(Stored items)
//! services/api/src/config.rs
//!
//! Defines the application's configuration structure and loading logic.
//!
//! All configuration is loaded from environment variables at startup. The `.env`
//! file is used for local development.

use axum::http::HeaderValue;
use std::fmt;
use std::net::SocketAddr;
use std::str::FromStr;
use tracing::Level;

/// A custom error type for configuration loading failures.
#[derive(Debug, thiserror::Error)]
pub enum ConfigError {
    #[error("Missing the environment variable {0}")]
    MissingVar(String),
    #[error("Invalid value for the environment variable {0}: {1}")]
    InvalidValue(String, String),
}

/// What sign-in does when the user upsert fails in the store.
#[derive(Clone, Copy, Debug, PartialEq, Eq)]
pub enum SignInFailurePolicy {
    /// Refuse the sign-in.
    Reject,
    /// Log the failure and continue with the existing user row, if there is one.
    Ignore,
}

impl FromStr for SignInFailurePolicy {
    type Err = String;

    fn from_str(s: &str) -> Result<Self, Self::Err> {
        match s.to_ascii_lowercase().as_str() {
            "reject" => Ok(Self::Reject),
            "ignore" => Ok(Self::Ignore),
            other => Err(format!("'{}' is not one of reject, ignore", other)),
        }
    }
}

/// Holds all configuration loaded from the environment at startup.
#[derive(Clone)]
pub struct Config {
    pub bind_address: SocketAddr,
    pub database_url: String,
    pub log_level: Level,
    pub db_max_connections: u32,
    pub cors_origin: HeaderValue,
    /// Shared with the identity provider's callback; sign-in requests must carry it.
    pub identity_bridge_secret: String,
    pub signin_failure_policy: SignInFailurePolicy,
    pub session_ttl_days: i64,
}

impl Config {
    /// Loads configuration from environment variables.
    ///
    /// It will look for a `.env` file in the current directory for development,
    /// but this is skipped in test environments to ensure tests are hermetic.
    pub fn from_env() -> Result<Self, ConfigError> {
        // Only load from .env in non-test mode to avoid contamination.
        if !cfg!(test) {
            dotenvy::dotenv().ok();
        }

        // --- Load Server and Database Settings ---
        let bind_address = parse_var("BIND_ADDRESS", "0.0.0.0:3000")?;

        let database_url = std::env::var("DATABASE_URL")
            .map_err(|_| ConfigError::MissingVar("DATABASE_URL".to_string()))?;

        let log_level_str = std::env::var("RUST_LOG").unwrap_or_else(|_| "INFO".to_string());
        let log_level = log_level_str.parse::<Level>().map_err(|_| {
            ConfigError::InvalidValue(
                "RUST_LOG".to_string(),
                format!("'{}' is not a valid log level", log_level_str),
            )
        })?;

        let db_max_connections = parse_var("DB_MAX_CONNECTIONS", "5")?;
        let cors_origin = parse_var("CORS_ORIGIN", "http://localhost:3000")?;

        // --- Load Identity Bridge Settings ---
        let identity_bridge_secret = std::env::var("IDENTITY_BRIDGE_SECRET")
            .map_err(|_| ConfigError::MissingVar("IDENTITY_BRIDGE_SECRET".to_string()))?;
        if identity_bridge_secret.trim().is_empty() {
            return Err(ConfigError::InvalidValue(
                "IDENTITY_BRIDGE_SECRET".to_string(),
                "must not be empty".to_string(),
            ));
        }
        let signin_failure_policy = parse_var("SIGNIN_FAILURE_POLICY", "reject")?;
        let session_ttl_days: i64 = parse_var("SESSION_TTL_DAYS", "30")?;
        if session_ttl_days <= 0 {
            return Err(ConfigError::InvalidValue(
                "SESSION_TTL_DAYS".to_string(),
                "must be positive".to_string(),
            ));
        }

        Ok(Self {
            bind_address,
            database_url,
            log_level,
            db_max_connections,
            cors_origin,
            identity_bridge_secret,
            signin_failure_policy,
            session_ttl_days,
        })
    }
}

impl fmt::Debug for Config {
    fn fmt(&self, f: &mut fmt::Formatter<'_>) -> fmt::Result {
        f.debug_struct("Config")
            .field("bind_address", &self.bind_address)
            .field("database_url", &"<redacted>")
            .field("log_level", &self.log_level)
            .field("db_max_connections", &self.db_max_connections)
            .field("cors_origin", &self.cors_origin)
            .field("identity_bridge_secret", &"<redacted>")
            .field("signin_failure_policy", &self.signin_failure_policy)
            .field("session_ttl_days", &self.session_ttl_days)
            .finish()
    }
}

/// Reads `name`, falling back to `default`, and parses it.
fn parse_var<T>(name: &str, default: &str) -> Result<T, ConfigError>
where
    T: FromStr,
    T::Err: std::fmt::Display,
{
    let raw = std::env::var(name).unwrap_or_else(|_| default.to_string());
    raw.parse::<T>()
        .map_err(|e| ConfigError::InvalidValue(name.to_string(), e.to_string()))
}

PROBLEM TO WORK ON: Above are the entries. Output exactly the lines beginning with the line that has "for local development." and ending with the line that has "pub enum SignInFailurePolicy".

EXERCISE RESULT:
//! file is used for local development.

use axum::http::HeaderValue;
use std::fmt;
use std::net::SocketAddr;
use std::str::FromStr;
use tracing::Level;

/// A custom error type for configuration loading failures.
#[derive(Debug, thiserror::Error)]
pub enum ConfigError {
    #[error("Missing the environment variable {0}")]
    MissingVar(String),
    #[error("Invalid value for the environment variable {0}: {1}")]
    InvalidValue(String, String),
}

/// What sign-in does when the user upsert fails in the store.
#[derive(Clone, Copy, Debug, PartialEq, Eq)]
pub enum SignInFailurePolicy {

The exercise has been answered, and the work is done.